I'll go with 3yrs but how are you scoring it? B&C?


----------



## TopAholic

B & C


----------



## sotexhookset

Agree with age but think he'll push low 140's before deductions and when out of velvet. He has some good length to him.


----------



## Blackhawk78418

Ok b&c . Sotexhookset is on the money upper 130s- lower 140s


----------



## Law Dog

3 yr. old buck, upper 130s- lower 140s


----------



## Chunky

I agree that he is probably 3, but I think the velvet is fooling you guys a bit. I say 130 gross or just a tad over, low 120's net


----------



## bobbyoshay

young at 3 yrs....huge g3's. hopefully he is on a place that he can make it another couple of years and then he could be something special


----------



## Slick8

Location would help but I'm going to say 3.5 and the math says 129+/-.


----------



## Rack Ranch

*A Buck For Comparision*

This buck my wife killed grossed 130 3/8 and with a 5 4/8 base on the left side and a 4 7/8 base on the right. I think this helps some in scoring your buck. BTW, I like the buck in the back ground under the feeder too. High rack...


----------



## HELOLT

3 year old, 140


----------



## Crow's Nest

Beautiful Buck for 3 yr old. But, no mass. I give him low 130's


----------



## txdukklr

23 beams
17 IS
32 Mass
95 down

7 1's
16 2's (that one side argh!!)
16 3's
4 4's
43 up

I'm getting 138 but I think his mass will actually be less when he sheds his velvet, but his left beam looks better then I gave credit for.


NO SHOOT LIST 3 YEAR OLD


----------



## txdukklr

TopAholic said:


> B & C


with all the fisherman on here I figured you'd all be a part of the Net's are for fishing.

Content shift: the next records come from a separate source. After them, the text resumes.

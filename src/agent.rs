//! Agent role: answers every inbound peer message through a [`Responder`].
//!
//! The [`Responder`] trait is the seam where prompt construction and external
//! data lookups plug in; the agent only moves messages between it and the
//! bridge. Responder and send failures are logged and never end the agent.

use std::future::Future;
use std::pin::Pin;
use std::sync::Arc;
use std::time::Duration;

use serde_json::{json, Value};
use tokio::sync::broadcast::error::RecvError;
use tokio_util::sync::CancellationToken;
use tracing::{error, info, warn};

use crate::bridge::dispatcher::InboundMessage;
use crate::bridge::PeerBridge;
use crate::node::event::PeerId;
use crate::Result;

/// Produces the reply payload for one inbound message.
pub trait Responder: Send + Sync {
    /// Build the reply to `message`.
    ///
    /// # Errors
    ///
    /// Any error is logged by the agent and no reply is sent.
    fn respond(
        &self,
        message: InboundMessage,
    ) -> Pin<Box<dyn Future<Output = Result<Value>> + Send + '_>>;
}

/// Replies with the received payload.
///
/// String payloads come back as `"Echo: <text>"`; anything else as
/// `{"type":"echo","data":<payload>}`.
#[derive(Debug, Clone, Copy, Default)]
pub struct EchoResponder;

impl Responder for EchoResponder {
    fn respond(
        &self,
        message: InboundMessage,
    ) -> Pin<Box<dyn Future<Output = Result<Value>> + Send + '_>> {
        Box::pin(async move {
            Ok(match message.data {
                Value::String(text) => Value::String(format!("Echo: {text}")),
                other => json!({ "type": "echo", "data": other }),
            })
        })
    }
}

/// Replies with a fixed prompt payload:
/// `{"type":"response","data":null,"prompt":<prompt>}`.
#[derive(Debug, Clone)]
pub struct PromptResponder {
    prompt: String,
}

impl PromptResponder {
    /// Create a responder that attaches `prompt` to every reply.
    #[must_use]
    pub fn new(prompt: impl Into<String>) -> Self {
        Self {
            prompt: prompt.into(),
        }
    }
}

impl Responder for PromptResponder {
    fn respond(
        &self,
        _message: InboundMessage,
    ) -> Pin<Box<dyn Future<Output = Result<Value>> + Send + '_>> {
        Box::pin(async move {
            Ok(json!({
                "type": "response",
                "data": Value::Null,
                "prompt": self.prompt,
            }))
        })
    }
}

/// An agent bound to one bridge and one responder.
pub struct Agent {
    name: String,
    bridge: Arc<PeerBridge>,
    responder: Arc<dyn Responder>,
}

impl Agent {
    /// Create an agent; its log namespace is the bridge's node name.
    #[must_use]
    pub fn new(bridge: Arc<PeerBridge>, responder: Arc<dyn Responder>) -> Self {
        Self {
            name: bridge.config().name.clone(),
            bridge,
            responder,
        }
    }

    /// Start the bridge, wait for readiness, and answer messages until
    /// `cancel` fires. The bridge is stopped before returning.
    ///
    /// Subscriptions are taken before the node starts, so no message sent
    /// during startup is missed.
    ///
    /// # Errors
    ///
    /// Returns the bridge's start error, or [`AppError::Process`](crate::AppError::Process)
    /// when the node never becomes ready within `ready_timeout`.
    pub async fn run(&self, ready_timeout: Option<Duration>, cancel: CancellationToken) -> Result<()> {
        let mut messages = self.bridge.subscribe_messages();
        let mut errors = self.bridge.subscribe_errors();

        let peer_id = match self.start(ready_timeout).await {
            Ok(peer_id) => peer_id,
            Err(err) => {
                error!(namespace = %self.name, %err, "failed to start agent");
                self.bridge.stop();
                return Err(err);
            }
        };
        info!(namespace = %self.name, %peer_id, "agent started successfully");

        loop {
            tokio::select! {
                () = cancel.cancelled() => {
                    info!(namespace = %self.name, "shutting down");
                    break;
                }

                message = messages.recv() => match message {
                    Ok(message) => self.handle_message(message).await,
                    Err(RecvError::Lagged(skipped)) => {
                        warn!(namespace = %self.name, skipped, "message subscriber lagged, messages dropped");
                    }
                    Err(RecvError::Closed) => break,
                },

                err = errors.recv() => match err {
                    Ok(err) => error!(namespace = %self.name, %err, "p2p node error"),
                    Err(RecvError::Lagged(skipped)) => {
                        warn!(namespace = %self.name, skipped, "error subscriber lagged");
                    }
                    Err(RecvError::Closed) => break,
                },
            }
        }

        self.bridge.stop();
        Ok(())
    }

    async fn start(&self, ready_timeout: Option<Duration>) -> Result<PeerId> {
        info!(namespace = %self.name, "starting agent");
        self.bridge.start()?;
        self.bridge.wait_ready(ready_timeout).await
    }

    async fn handle_message(&self, message: InboundMessage) {
        let from = message.from.clone();
        info!(namespace = %self.name, %from, data = %message.data, "received message");

        let reply = match self.responder.respond(message).await {
            Ok(reply) => reply,
            Err(err) => {
                error!(namespace = %self.name, %from, %err, "failed to build response");
                return;
            }
        };

        match self.bridge.send_message(&from, reply) {
            Ok(()) => info!(namespace = %self.name, to = %from, "sent response"),
            Err(err) => error!(namespace = %self.name, to = %from, %err, "failed to send response"),
        }
    }
}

My score is a gross and the 120's scores are way too low. I candidly wouldn't be surprised if his mass comes in that he'd be a low 40 deer.


----------



## HELOLT

3 yrs old, 130's


----------



## Trouthunter

130 probably a little less.

TH


----------



## texastkikker

3 yrs.....128 B&C


----------



## Mudbuddy1554

Proly 125 net


----------



## Pernell

Shoot the one under the feeder, leave that one alone for a couple of years and it should be in the 60's


----------



## snapper tapper

low 20's at least 3.5 maybe 4.5, To much chest on that deer for anything under 3.5. Not even close to 140"


----------